Tuesday’s WOD – January 19th

DAY TWO/ TUESDAY
Warm-up:
3 Rounds *20 Second Stations:
Jumping Jacks
PVC Overhead Squats
Arm Forward Jumping Jacks

Mobility & Dynamics!
Trainers Standard

Shoulder Mobility:
Small Circles in the plank position
1″ push up and T-hold with foot claps
Walk Feet out/ Reverse Plank
Push Up Complex – Normal, Wide, Diamond, Planche
Side to Side Pushups
Plate Walk
Pull Up/Lat Activations – Normal, Wide, Narrow

https://youtu.be/Qzjv2wZ9NpY

WOD/ SHORT/ G:
CAT ONE/TWO:
5 rounds for time of:
20 L pull-ups
16 ring dips

CAT THREE:
5 rounds for time of:
12 L-pull-ups/ L-pull-ups with knees bent
16 ring dips (banded)

The reps have been reduced for the L-pull-ups so that each round can be completed in 2 sets. Ensure the chin clears the bar at the top and the arms fully extend at the bottom of each rep. If unable to maintain an “L” position, bend the knees slightly. Strive to complete each round of ring dips within 3 sets or reduce the reps.

CAT FOUR:
5 rounds for time of:
10 Elevated ring pulls
10 Feet assisted ring dips

Place the heels on a 12-inch box to put the body in an “L” position while the arms are straight.
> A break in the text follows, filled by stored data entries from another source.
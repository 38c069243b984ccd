//! STAR of Well-Being scoring
//!
//! Unscaled raw totals with a single four-level band table applied
//! uniformly to the two categories, every individual attribute, and the
//! overall rating. Levels classify on the unrounded percentage so a 79.6%
//! that displays as "80" still rates High, not Excellent.

use crate::catalog::{self, Attribute, ScaleGroup, StarCategory};
use crate::models::{
    AttributeScore, StarCategoryScore, StarReport, UserAnswer, WellbeingLevel,
};

use super::{percentage_exact, resolve};

/// Four-level well-being bands on the percentage scale.
pub fn level_for(percentage: f64) -> WellbeingLevel {
    if percentage >= 80.0 {
        WellbeingLevel::Excellent
    } else if percentage >= 60.0 {
        WellbeingLevel::High
    } else if percentage >= 40.0 {
        WellbeingLevel::Moderate
    } else {
        WellbeingLevel::Low
    }
}

/// Compute the full STAR report from an answer list. Partial input yields
/// zeroed scores with the lowest level, never an error.
pub fn compute(answers: &[UserAnswer]) -> StarReport {
    let resolved = resolve(catalog::star::questions(), answers);

    let score_category = |category: StarCategory| -> StarCategoryScore {
        let member: Vec<_> = resolved
            .iter()
            .filter(
                |(q, _)| matches!(q.group, ScaleGroup::Star { category: c, .. } if c == category),
            )
            .collect();

        let attributes = category
            .attributes()
            .iter()
            .map(|&attribute| {
                let answered: Vec<_> = member
                    .iter()
                    .filter(|(q, _)| {
                        matches!(q.group, ScaleGroup::Star { attribute: a, .. } if a == attribute)
                    })
                    .collect();
                let score: u32 = answered.iter().map(|(_, a)| a.score as u32).sum();
                let max = answered.len() as u32 * catalog::MAX_OPTION_SCORE as u32;
                let exact = percentage_exact(score, max);
                AttributeScore {
                    attribute,
                    score,
                    percentage: exact.round() as u32,
                    level: level_for(exact),
                }
            })
            .collect();

        let score: u32 = member.iter().map(|(_, a)| a.score as u32).sum();
        let max = member.len() as u32 * catalog::MAX_OPTION_SCORE as u32;
        let exact = percentage_exact(score, max);

        StarCategoryScore {
            score,
            percentage: exact.round() as u32,
            level: level_for(exact),
            attributes,
        }
    };

    let inherent = score_category(StarCategory::Inherent);
    let coherent = score_category(StarCategory::Coherent);

    let overall_score = inherent.score + coherent.score;
    let overall_max = resolved.len() as u32 * catalog::MAX_OPTION_SCORE as u32;
    let overall_exact = percentage_exact(overall_score, overall_max);

    StarReport {
        inherent,
        coherent,
        overall_score,
        overall_percentage: overall_exact.round() as u32,
        overall_level: level_for(overall_exact),
    }
}

/// Coaching lines derived from a computed report, for the results screen
/// and the user-facing email body.
pub fn insights(report: &StarReport) -> Vec<String> {
    let mut insights = Vec::new();

    insights.push(match report.overall_level {
        WellbeingLevel::Excellent => {
            "Excellent overall well-being. You're thriving in both natural strengths and learned behaviors.".to_string()
        }
        WellbeingLevel::High => {
            "Strong well-being foundation. You're doing great with both inherent and coherent attributes.".to_string()
        }
        WellbeingLevel::Moderate => {
            "Good progress. There's room to strengthen both your natural abilities and daily habits.".to_string()
        }
        WellbeingLevel::Low => {
            "Building a well-being foundation. Focus on developing both your inherent strengths and positive habits.".to_string()
        }
    });

    if report.inherent.percentage < 60 {
        insights.push(
            "Consider activities that build resilience, optimism, and emotional intelligence - your natural strengths."
                .to_string(),
        );
    }
    if report.coherent.percentage < 60 {
        insights.push(
            "Focus on building healthy habits like mindfulness, balanced relationships, and work-life harmony."
                .to_string(),
        );
    }

    let attribute_pct = |scores: &[AttributeScore], attribute: Attribute| {
        scores
            .iter()
            .find(|s| s.attribute == attribute)
            .map(|s| s.percentage)
            .unwrap_or(0)
    };

    if attribute_pct(&report.inherent.attributes, Attribute::Resilience) < 50 {
        insights.push(
            "Building resilience: try journaling about challenges you've overcome to build confidence."
                .to_string(),
        );
    }
    if attribute_pct(&report.coherent.attributes, Attribute::Mindfulness) < 50 {
        insights.push(
            "Mindfulness practice: even 5 minutes daily can make a big difference in your awareness."
                .to_string(),
        );
    }
    if attribute_pct(&report.coherent.attributes, Attribute::HealthyRelationships) < 50 {
        insights.push(
            "Nurture relationships: reach out to friends or family for meaningful connections."
                .to_string(),
        );
    }

    insights
}

#[cfg(test)]
mod tests {
    use super::*;
    use crate::catalog::star::questions;
    use crate::models::OptionKey;

    fn uniform_answers(key: OptionKey) -> Vec<UserAnswer> {
        questions()
            .iter()
            .map(|q| UserAnswer {
                question_id: q.id,
                selected: key,
                score: q.option(key).score,
            })
            .collect()
    }

    fn answer(question_id: u32, key: OptionKey) -> UserAnswer {
        let q = catalog::find(questions(), question_id).expect("known question");
        UserAnswer {
            question_id,
            selected: key,
            score: q.option(key).score,
        }
    }

    #[test]
    fn test_level_bands() {
        assert_eq!(level_for(0.0), WellbeingLevel::Low);
        assert_eq!(level_for(39.9), WellbeingLevel::Low);
        assert_eq!(level_for(40.0), WellbeingLevel::Moderate);
        assert_eq!(level_for(59.9), WellbeingLevel::Moderate);
        assert_eq!(level_for(60.0), WellbeingLevel::High);
        assert_eq!(level_for(79.9), WellbeingLevel::High);
        assert_eq!(level_for(80.0), WellbeingLevel::Excellent);
        assert_eq!(level_for(100.0), WellbeingLevel::Excellent);
    }

    #[test]
    fn test_all_never_is_low() {
        let report = compute(&uniform_answers(OptionKey::Never));
        assert_eq!(report.inherent.percentage, 0);
        assert_eq!(report.coherent.percentage, 0);
        assert_eq!(report.overall_level, WellbeingLevel::Low);
        for score in report
            .inherent
            .attributes
            .iter()
            .chain(&report.coherent.attributes)
        {
            assert_eq!(score.percentage, 0);
            assert_eq!(score.level, WellbeingLevel::Low);
        }
    }

    #[test]
    fn test_all_almost_always_is_excellent() {
        let report = compute(&uniform_answers(OptionKey::AlmostAlways));
        // 7 Inherent questions, 5 Coherent questions in the catalog
        assert_eq!(report.inherent.score, 21);
        assert_eq!(report.coherent.score, 15);
        assert_eq!(report.inherent.percentage, 100);
        assert_eq!(report.coherent.percentage, 100);
        assert_eq!(report.overall_score, 36);
        assert_eq!(report.overall_level, WellbeingLevel::Excellent);
    }

    #[test]
    fn test_single_attribute_often_is_high() {
        // One question scoring 2 out of max 3 -> 67% -> High
        let report = compute(&[answer(103, OptionKey::Often)]);
        let mindfulness = report
            .coherent
            .attributes
            .iter()
            .find(|s| s.attribute == Attribute::Mindfulness)
            .expect("mindfulness scored");
        assert_eq!(mindfulness.score, 2);
        assert_eq!(mindfulness.percentage, 67);
        assert_eq!(mindfulness.level, WellbeingLevel::High);
    }

    #[test]
    fn test_partial_category_uses_answered_count() {
        // Resilience has two questions (101, 109). Scores 2+3 = 5 of 6 ->
        // 83.3%, displayed 83, Excellent. The Inherent category sees the
        // same two answers, so its max is also 6, not the full catalog's.
        let answers = vec![answer(101, OptionKey::Often), answer(109, OptionKey::AlmostAlways)];
        let report = compute(&answers);
        let resilience = report
            .inherent
            .attributes
            .iter()
            .find(|s| s.attribute == Attribute::Resilience)
            .expect("resilience scored");
        assert_eq!(resilience.percentage, 83);
        assert_eq!(resilience.level, WellbeingLevel::Excellent);
        assert_eq!(report.inherent.percentage, 83);

        // Unanswered attributes report zero, Low
        let optimism = report
            .inherent
            .attributes
            .iter()
            .find(|s| s.attribute == Attribute::Optimism)
            .expect("optimism present");
        assert_eq!(optimism.score, 0);
        assert_eq!(optimism.level, WellbeingLevel::Low);
    }

    #[test]
    fn test_empty_input_does_not_panic() {
        let report = compute(&[]);
        assert_eq!(report.overall_score, 0);
        assert_eq!(report.overall_percentage, 0);
        assert_eq!(report.overall_level, WellbeingLevel::Low);
        assert_eq!(report.inherent.attributes.len(), 4);
        assert_eq!(report.coherent.attributes.len(), 4);
    }

    #[test]
    fn test_insights_flag_weak_areas() {
        let low = compute(&uniform_answers(OptionKey::Never));
        let lines = insights(&low);
        assert!(lines.iter().any(|l| l.contains("foundation")));
        assert!(lines.iter().any(|l| l.contains("resilience")
            || l.contains("Building resilience")));

        let high = compute(&uniform_answers(OptionKey::AlmostAlways));
        let lines = insights(&high);
        assert_eq!(lines.len(), 1);
        assert!(lines[0].contains("Excellent"));
    }

    #[test]
    fn test_compute_is_pure() {
        let answers = uniform_answers(OptionKey::Sometimes);
        assert_eq!(compute(&answers), compute(&answers));
    }
}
Pull until the shoulders meet the rings then return to the starting position. During the ring dips, the feet will have contact with the ground as much as necessary to ensure full range of motion. If needed, use the legs to jump to the support position where the arms are locked at the top. Lower the body by bending the elbows until the top of the shoulder comes into contact with the rings. Each movement should be completed within 3 sets or reduce the reps.

Cool-down:
Thoracic Barbell Stretch

The shoulder is one of the more complicated joints in the human body, so it generally benefits from a good warm up.